IT helped keep Britain safe during the Cold War, but now an iconic aircraft is facing a fresh fight.

The last airworthy Avro Vulcan, which spent several days in Bournemouth this summer at the weather-hit air festival, carrying out an impromptu display on the first day, could make its final flight this weekend, its operators say.

Having successfully restored XH558, the Vulcan to the Sky Trust has battled constantly to raise the cash to keep her in the air.

But now, due to a big drop in donations during the recession and lost income from events hit by poor weather – she was due to fly twice more at Bournemouth this year but couldn’t – the trust says it needs to raise £400,000 by the end of October.

Chief executive Dr Robert Pleming said he wanted to see the warbird fly for the Queen’s Diamond Jubilee in 2012.

He said “substantially greater” commercial revenues were envisaged from 2011, but cash was needed until then.

“This will allow us to increase the role the Vulcan plays in teaching science, technology, maths and Cold War history and in inspiring the young engineers of the future. Today though, 2011 looks a long way away,” said Dr Pleming.

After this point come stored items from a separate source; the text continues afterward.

//! Configuration types for the task runtime

use serde::{Deserialize, Serialize};
use std::time::Duration;

/// Top-level runtime configuration
#[derive(Debug, Clone, Default, Serialize, Deserialize)]
pub struct RuntimeConfig {
    /// Sequential executor settings
    #[serde(default)]
    pub executor: ExecutorConfig,

    /// Delivery loop settings
    #[serde(default)]
    pub dispatcher: DispatcherConfig,
}

/// Sequential executor configuration
#[derive(Debug, Clone, Serialize, Deserialize)]
pub struct ExecutorConfig {
    /// Maximum number of jobs waiting to start (0 = unlimited)
    pub max_queued: usize,

    /// How long `shutdown` waits for queued work to drain
    #[serde(with = "duration_serde")]
    pub shutdown_timeout: Duration,
}

/// Delivery loop configuration
#[derive(Debug, Clone, Serialize, Deserialize)]
pub struct DispatcherConfig {
    /// How long `shutdown` waits for the final drain
    #[serde(with = "duration_serde")]
    pub shutdown_timeout: Duration,
}

impl Default for ExecutorConfig {
    fn default() -> Self {
        Self {
            max_queued: 0,
            shutdown_timeout: Duration::from_secs(30),
        }
    }
}

impl Default for DispatcherConfig {
    fn default() -> Self {
        Self {
            shutdown_timeout: Duration::from_secs(5),
        }
    }
}

impl ExecutorConfig {
    /// Cap the number of jobs waiting to start
    pub fn with_max_queued(mut self, max_queued: usize) -> Self {
        self.max_queued = max_queued;
        self
    }

    pub fn with_shutdown_timeout(mut self, timeout: Duration) -> Self {
        self.shutdown_timeout = timeout;
        self
    }
}

impl RuntimeConfig {
    /// Create a runtime config from environment variables
    ///
    /// - `OFFLOAD_MAX_QUEUED`
    /// - `OFFLOAD_SHUTDOWN_TIMEOUT_MS`
    /// - `OFFLOAD_DISPATCH_SHUTDOWN_TIMEOUT_MS`
    ///
    /// Missing or unparsable values fall back to defaults.
    pub fn from_env() -> Self {
        let mut config = Self::default();

        if let Some(max_queued) = env_parse::<usize>("OFFLOAD_MAX_QUEUED") {
            config.executor.max_queued = max_queued;
        }
        if let Some(ms) = env_parse::<u64>("OFFLOAD_SHUTDOWN_TIMEOUT_MS") {
            config.executor.shutdown_timeout = Duration::from_millis(ms);
        }
        if let Some(ms) = env_parse::<u64>("OFFLOAD_DISPATCH_SHUTDOWN_TIMEOUT_MS") {
            config.dispatcher.shutdown_timeout = Duration::from_millis(ms);
        }

        config
    }
}

fn env_parse<T: std::str::FromStr>(key: &str) -> Option<T> {
    std::env::var(key).ok().and_then(|s| s.trim().parse().ok())
}

mod duration_serde {
    use serde::{Deserialize, Deserializer, Serializer};
    use std::time::Duration;

    pub fn serialize<S>(duration: &Duration, serializer: S) -> Result<S::Ok, S::Error>
    where
        S: Serializer,
    {
        serializer.serialize_u64(duration.as_millis() as u64)
    }

    pub fn deserialize<'de, D>(deserializer: D) -> Result<Duration, D::Error>
    where
        D: Deserializer<'de>,
    {
        let millis = u64::deserialize(deserializer)?;
        Ok(Duration::from_millis(millis))
    }
}
//! Prelude module for convenient imports.
//!
//! ```rust,no_run
//! use offload_task::prelude::*;
//! ```

pub use crate::callback::{BoxedCallback, ResultCallback, TaskCallbacks, outcome_channel};
pub use crate::cancellation::CancellationToken;
pub use crate::config::{DispatcherConfig, ExecutorConfig, RuntimeConfig};
pub use crate::dispatcher::{DeliveryQueue, Dispatcher};
pub use crate::error::{TaskError, TaskResult, WorkError};
pub use crate::executor::{WorkExecutor, WorkHandle};
pub use crate::future_task::FutureTask;
pub use crate::runtime::TaskRuntime;
pub use crate::sequential_executor::SequentialExecutor;
pub use crate::state_machine::TaskStatus;
pub use crate::task::TaskId;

Since returning to the skies in 2007, XH558 has become an air show star, not least at the Bournemouth Air Festival.

The trust reckons that the “Vulcan Effect” swells air show crowds by 20-40 per cent.

Vulcan pilot Flt Lt Martin Withers, who won the Distinguished Flying Cross for a heroic bombing mission over Port Stanley during the Falklands War, added: “Part of our mission is to ensure that young people learn about the knife-edge fear of the Cold War.

“If I had been ordered to press the button that releases the nuclear payload, there would almost certainly have been no Britain left to fly home to.”

The trust hopes to complete two more display seasons before the aircraft will have to finally be retired after 60 years of service.

Then, it hopes to open a museum centred around Vulcan XH558.

“But if we don’t make it through October, the tremendous opportunities offered by this magnificent aircraft will be lost forever,” said Dr Pleming.